Bella (Bella-Dogga or Pupzilla as she is sometimes known, just because it’s fun to say), has been settling in nicely. Apparently she’s perfectly happy to do her “business” outside so long as you get her there first thing in the morning and she feels secure and familiar with the location. Otherwise, she becomes very anxious and won’t “go” until she’s desperate. Other people–especially children–and dogs distract her so badly, she won’t leave a deposit in the bank of poop if she can see them. This I have discovered by the expedient of being the one to walk her most frequently. Yesterday she preferred to walk around downtown Ballard for 2.5 hours until she was miserable before she’d give in and do it, in spite of many opportunities offered.
She also discovered that she could bark. Or rather we discovered it, late in the evening when something outside–we never saw what it was–caused her to do the doggy-freakout. She’s not bad, but we’ll have to figure out some way to redirect her urge to say “who’s there? Waddaya want?” that’s not quite so startling.
Meanwhile, she has also expressed a fondness for JD–one of the marina landscapers–and for chicken jerky treats she charmed out of one of our neighbors.
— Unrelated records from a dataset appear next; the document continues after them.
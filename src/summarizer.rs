//! Rolling conversation summaries
//!
//! Each exchange is condensed into a [`SummaryRecord`] by the completion
//! service and merged with the prior record of the conversation. Whenever the
//! service is missing, slow or returns something unusable, an extractive
//! summary is produced instead, so summarizing never fails.

use std::sync::Arc;
use std::time::Duration;

use serde::{Deserialize, Serialize};
use serde_json::Value;
use tracing::{debug, warn};

use crate::completion::CompletionService;
use crate::error::{Error, Result};
use crate::extract::TripleExtractor;
use crate::records::{FactStore, RecordOwner};
use crate::text::{normalize_for_dedup, normalize_whitespace};

const MAX_FACTS: usize = 6;
const MAX_TODOS: usize = 5;
const MAX_ENTITIES: usize = 6;
const DEFAULT_BULLETS: usize = 6;

/// Tag attached to facts and todos forwarded from summaries
pub const SUMMARY_TAG: &str = "summary";

const DELTA_PROMPT: &str = r#"You are a concise analyst.
Condense the latest exchange below into a compact session rollup.

Reply with strict JSON using exactly these keys:
- "tldr": 1-3 short bullets in one string, each starting with "• "
- "facts": atomic, durable facts worth remembering (at most 6, short)
- "todos": actionable todos for the user (at most 5)
- "entities": important names or identifiers (at most 6)

Do not repeat what the prior summary already says.
User: {user}
Assistant: {assistant}
Prior summary (may be empty JSON): {prior}
"#;

const MERGE_PROMPT: &str = r#"Merge a prior JSON summary with a delta JSON summary.
Remove duplicates, keep it short, keep only durable facts and todos.
Reply with strict JSON using the same keys: tldr, facts, todos, entities.

Prior: {prior}
Delta: {delta}
"#;

/// Sentences containing these score higher in extractive summaries
const KEYWORDS: [&str; 12] = [
    "todo", "plan", "step", "next", "important", "decided", "decision", "status", "error",
    "result", "deadline", "must",
];

/// Rolling summary of one conversation
#[derive(Debug, Clone, Default, PartialEq, Serialize, Deserialize)]
pub struct SummaryRecord {
    #[serde(default)]
    pub tldr: String,
    #[serde(default)]
    pub facts: Vec<String>,
    #[serde(default)]
    pub todos: Vec<String>,
    #[serde(default)]
    pub entities: Vec<String>,
}

impl SummaryRecord {
    pub fn is_empty(&self) -> bool {
        self.tldr.trim().is_empty()
            && self.facts.is_empty()
            && self.todos.is_empty()
            && self.entities.is_empty()
    }
}

/// Produces and persists rolling summaries
pub struct Summarizer {
    completion: Option<Arc<dyn CompletionService>>,
    records: FactStore,
    extractor: Option<TripleExtractor>,
    timeout: Duration,
}

impl Summarizer {
    pub fn new(
        completion: Option<Arc<dyn CompletionService>>,
        records: FactStore,
        timeout: Duration,
    ) -> Self {
        let extractor = TripleExtractor::new()
            .map_err(|e| warn!(error = %e, "fact extraction disabled"))
            .ok();
        Self {
            completion,
            records,
            extractor,
            timeout,
        }
    }

    /// Summarize an exchange against the conversation's stored summary and
    /// persist the result
    pub async fn summarize(
        &self,
        user_id: &str,
        session_id: &str,
        user_turn: &str,
        assistant_turn: &str,
    ) -> Result<SummaryRecord> {
        if user_id.trim().is_empty() || session_id.trim().is_empty() {
            return Err(Error::invalid_input("user_id and session_id are required"));
        }

        let storage = self.records.storage();
        let prior = storage.get_summary(user_id, session_id)?;
        let owner = RecordOwner::new(user_id, Some(session_id.to_string()));

        let record = self
            .summarize_and_store(prior.as_ref(), user_turn, assistant_turn, &owner)
            .await;

        storage.save_summary(user_id, session_id, &record)?;
        Ok(record)
    }

    /// Merge one exchange into `prior` and forward the resulting facts and
    /// todos to the record store, along with facts the user stated about
    /// themselves
    pub async fn summarize_and_store(
        &self,
        prior: Option<&SummaryRecord>,
        user_turn: &str,
        assistant_turn: &str,
        owner: &RecordOwner,
    ) -> SummaryRecord {
        let prior = prior.filter(|p| !p.is_empty());
        let record = self.rollup(prior, user_turn, assistant_turn).await;
        self.forward(&record, owner);
        self.extract_facts(user_turn, owner);
        record
    }

    async fn rollup(
        &self,
        prior: Option<&SummaryRecord>,
        user_turn: &str,
        assistant_turn: &str,
    ) -> SummaryRecord {
        let prior_json = prior
            .and_then(|p| serde_json::to_string(p).ok())
            .unwrap_or_else(|| "{}".to_string());

        let prompt = DELTA_PROMPT
            .replace("{user}", user_turn.trim())
            .replace("{assistant}", assistant_turn.trim())
            .replace("{prior}", &prior_json);

        let delta = match self.ask(&prompt).await.and_then(|reply| parse_summary_json(&reply)) {
            Ok(delta) => delta,
            Err(e) => {
                warn!(error = %e, "summary delta unavailable, using extractive summary");
                return extractive_record(prior, user_turn, assistant_turn);
            }
        };

        let Some(prior) = prior else {
            return delta;
        };

        let delta_json = serde_json::to_string(&delta).unwrap_or_else(|_| "{}".to_string());
        let prompt = MERGE_PROMPT
            .replace("{prior}", &prior_json)
            .replace("{delta}", &delta_json);

        match self.ask(&prompt).await.and_then(|reply| parse_summary_json(&reply)) {
            Ok(merged) => dedup_record(merged),
            Err(e) => {
                warn!(error = %e, "summary merge unavailable, merging locally");
                merge_locally(prior, &delta)
            }
        }
    }

    async fn ask(&self, prompt: &str) -> Result<String> {
        let completion = self
            .completion
            .as_ref()
            .ok_or_else(|| Error::completion("no completion service configured"))?;

        match tokio::time::timeout(self.timeout, completion.complete(prompt)).await {
            Ok(reply) => reply,
            Err(_) => Err(Error::completion(format!(
                "{} timed out after {:?}",
                completion.name(),
                self.timeout
            ))),
        }
    }

    fn forward(&self, record: &SummaryRecord, owner: &RecordOwner) {
        let tags = [SUMMARY_TAG.to_string()];
        let mut added = 0;

        for fact in &record.facts {
            match self.records.add_fact(fact, &tags, owner) {
                Ok(inserted) => added += inserted as usize,
                Err(e) => warn!(error = %e, "failed to store summary fact"),
            }
        }
        for todo in &record.todos {
            match self.records.add_todo(todo, &tags, owner) {
                Ok(inserted) => added += inserted as usize,
                Err(e) => warn!(error = %e, "failed to store summary todo"),
            }
        }

        debug!(added, "forwarded summary records");
    }

    fn extract_facts(&self, user_turn: &str, owner: &RecordOwner) {
        let (Some(extractor), Some(user_id)) = (&self.extractor, owner.user_id.as_deref()) else {
            return;
        };

        let triples = extractor.extract(user_turn, user_id);
        if triples.is_empty() {
            return;
        }
        if let Err(e) = self.records.add_triples(&triples, owner) {
            warn!(error = %e, "failed to store extracted facts");
        }
    }
}
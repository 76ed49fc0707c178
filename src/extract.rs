//! Rule-based extraction of subject/predicate/object facts from user messages
//!
//! Recognizes first-person statements such as "I love sushi and ramen",
//! "I live in Tallinn" or "я работаю дизайнером", in English and Russian.

use regex::Regex;
use serde::{Deserialize, Serialize};

use crate::error::{Error, Result};

pub const LIKES: &str = "likes";
pub const LIVES_IN: &str = "lives_in";
pub const OWNS: &str = "owns";
pub const WORKS_AS: &str = "works_as";
pub const TRAINS: &str = "trains";

// Captures stop at the end of the sentence
const LIKE_PATTERNS: [&str; 6] = [
    r"(?i)\bI (?:love|like|adore|enjoy)\s+([^.!?\n]+)",
    r"(?i)\bя люблю\s+([^.!?\n]+)",
    r"(?i)\bмне нравится\s+([^.!?\n]+)",
    r"(?i)\bобожаю\s+([^.!?\n]+)",
    r"(?i)\bкайфую от\s+([^.!?\n]+)",
    r"(?i)\bI(?:'m| am) (?:a big )?fan of\s+([^.!?\n]+)",
];

const LIVE_PATTERNS: [&str; 2] = [
    r"(?i)\bI live in\s+([\p{L}\s-]+)",
    r"(?i)\bя живу в\s+([\p{L}\s-]+)",
];

const OWN_PATTERNS: [&str; 4] = [
    r"(?i)\bI own\s+([^.!?\n]+)",
    r"(?i)\bI have (?:a|an)\s+([^.!?\n]+)",
    r"(?i)\bу меня есть\s+([^.!?\n]+)",
    r"(?i)\bя владею\s+([^.!?\n]+)",
];

const WORK_PATTERNS: [&str; 2] = [
    r"(?i)\bI work as (?:a |an )?([^.!?\n]+)",
    r"(?i)\bя работаю\s+([^.!?\n]+)",
];

const TRAIN_PATTERNS: [&str; 2] = [
    r"(?i)\bI (?:train|work out)\s+([^.!?\n]+)",
    r"(?i)\bя тренируюсь\s+([^.!?\n]+)",
];

const FOOD_MARKERS: [&str; 16] = [
    "sushi", "pizza", "pasta", "steak", "poke", "ramen", "apple", "burger", "суши", "пицц",
    "паста", "пасту", "стейк", "поке", "яблок", "яблочк",
];

const COUNTRY_MARKERS: [&str; 16] = [
    "italy", "japan", "portugal", "estonia", "lithuania", "latvia", "iceland", "malta",
    "италия", "япония", "португал", "эстони", "литв", "латв", "исланд", "малта",
];

const VEHICLE_MARKERS: [&str; 8] = [
    "bmw", "ducati", "mercedes", "audi", "porsche", "panigale", "панигале", "tesla",
];

/// One extracted fact
#[derive(Debug, Clone, PartialEq, Eq, Serialize, Deserialize)]
pub struct Triple {
    pub subject: String,
    pub predicate: String,
    pub object: String,
    pub category: Option<String>,
}

impl Triple {
    fn new(subject: &str, predicate: &str, object: String) -> Self {
        Self {
            category: infer_category(predicate, &object).map(str::to_string),
            subject: subject.to_string(),
            predicate: predicate.to_string(),
            object,
        }
    }
}

/// Coarse category of a fact: `food`, `country`, `location` or `vehicle`
pub fn infer_category(predicate: &str, object: &str) -> Option<&'static str> {
    let object = object.trim().to_lowercase();
    let has = |markers: &[&str]| markers.iter().any(|m| object.contains(m));

    if predicate == LIKES {
        if has(&FOOD_MARKERS) {
            return Some("food");
        }
        if has(&COUNTRY_MARKERS) {
            return Some("country");
        }
    }
    if predicate == LIVES_IN {
        return Some("location");
    }
    if predicate == OWNS || has(&VEHICLE_MARKERS) {
        return Some("vehicle");
    }
    None
}

/// Compiled extraction rules
pub struct TripleExtractor {
    likes: Vec<Regex>,
    lives: Vec<Regex>,
    owns: Vec<Regex>,
    works: Vec<Regex>,
    trains: Vec<Regex>,
    list_separator: Regex,
}

impl TripleExtractor {
    pub fn new() -> Result<Self> {
        Ok(Self {
            likes: compile(&LIKE_PATTERNS)?,
            lives: compile(&LIVE_PATTERNS)?,
            owns: compile(&OWN_PATTERNS)?,
            works: compile(&WORK_PATTERNS)?,
            trains: compile(&TRAIN_PATTERNS)?,
            list_separator: compile(&[r"(?i),|\s+and\s+|\s+и\s+"])?.remove(0),
        })
    }

    /// Facts about `subject` stated in `text`, in rule order, without duplicates
    pub fn extract(&self, text: &str, subject: &str) -> Vec<Triple> {
        let mut triples = Vec::new();

        for capture in captures(&self.likes, text) {
            for item in self.split_items(capture) {
                let lower = item.to_lowercase();
                // "I love that I live in ..." is not a preference
                if lower.starts_with("i ") || lower.starts_with("я ") {
                    continue;
                }
                triples.push(Triple::new(subject, LIKES, item));
            }
        }

        for capture in captures(&self.lives, text) {
            if let Some(place) = clean_item(capture) {
                triples.push(Triple::new(subject, LIVES_IN, place.to_lowercase()));
            }
        }

        for capture in captures(&self.owns, text) {
            for item in self.split_items(capture) {
                triples.push(Triple::new(subject, OWNS, item));
            }
        }

        for capture in captures(&self.works, text) {
            if let Some(role) = clean_item(capture) {
                triples.push(Triple::new(subject, WORKS_AS, role));
            }
        }

        for capture in captures(&self.trains, text) {
            if let Some(schedule) = clean_item(capture) {
                triples.push(Triple::new(subject, TRAINS, schedule));
            }
        }

        let mut seen = std::collections::HashSet::new();
        triples.retain(|t| seen.insert((t.predicate.clone(), t.object.to_lowercase())));
        triples
    }

    fn split_items(&self, raw: &str) -> Vec<String> {
        self.list_separator
            .split(raw)
            .filter_map(clean_item)
            .collect()
    }
}

fn compile(patterns: &[&str]) -> Result<Vec<Regex>> {
    patterns
        .iter()
        .map(|p| Regex::new(p).map_err(|e| Error::config(format!("bad extraction rule {p}: {e}"))))
        .collect()
}

fn captures<'t>(rules: &'t [Regex], text: &'t str) -> impl Iterator<Item = &'t str> + 't {
    rules
        .iter()
        .filter_map(move |rule| rule.captures(text))
        .filter_map(|caps| caps.get(1).map(|m| m.as_str()))
}

/// Trim punctuation and drop fragments too short to mean anything
fn clean_item(raw: &str) -> Option<String> {
    let item = raw
        .trim()
        .trim_matches(|c: char| matches!(c, '.' | '!' | '?' | ' '))
        .trim();
    if item.contains('?') || item.chars().count() < 3 {
        return None;
    }
    Some(item.split_whitespace().collect::<Vec<_>>().join(" "))
}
She is also a big ol’ show-off, as Cherie Priest discovered today. (Cherie took the following photos since I had a hand on the dog to keep her from going to investigate a giant tent being erected on the marina lawn for a boat show this weekend.)
See the noble beast:
See the nobel beast’s giant tongue:
Bella has some cuts on her tongue that Mr. Kat thinks are from puppies playing roughly. She also has a collection of scars both old and recent–another clue about her mysterious past–on her ears, head, and legs. She ignores them all.
She’s a total attention-slut and will play to the point of flopping over:
She loves her tug-toy, which is really a t-shirt with the words “Life’s Too Short To Read Bad Books” on it. A dog after my own heart.
We did have one bad moment today during walk #2 when another dog-owner approached along the sidewalk as we were standing on the verge (for deposits… you know). He was walking his own dog on a very slack leash and didn’t ask if he could introduce his dog until he was already moving toward us and noticed I had Bella on a very short lead. Then he asks “How’s your dog with meeting other dogs? Is she vicious?” while still approaching. I started to say “she’s nice, but we’re not introducing her to other dogs yet,” but I was downed out as his very large dog–easily 80 pounds or more, which is twice Bella’s weight–began barking at Bella.
I couldn’t back Bella up much farther and the other dog and owner veered away and walked on. Bella just stood there, not making a sound. She didn’t even try to follow them as she often does with other dogs who pass us.
I admit I was a bit put out that the owner who was not being thoughtful with his own dog took my caution as a sign that Bella was “vicious,” rather than that I was being cautious of a strange dog when my own was half its size. But we finished up our walk with no further problems. And lived to charm the pants of Cherie later.
Bella wants to meet all new dogs and people. But since she still has sutures from being spayed at the Pound and is still getting to know her new home and neighborhood, I have been loath to introduce her to dogs or to people who seem at all wary of her. Pit-bull types have a bad rep and I don’t want her to get on the wrong side of anyone through my lack of forethought. We’ll be waiting a while longer before we meet dogs–we’re still learning how to meet people. Plainly we won’t make an effort to meet the owner of Big Barking Dog, though.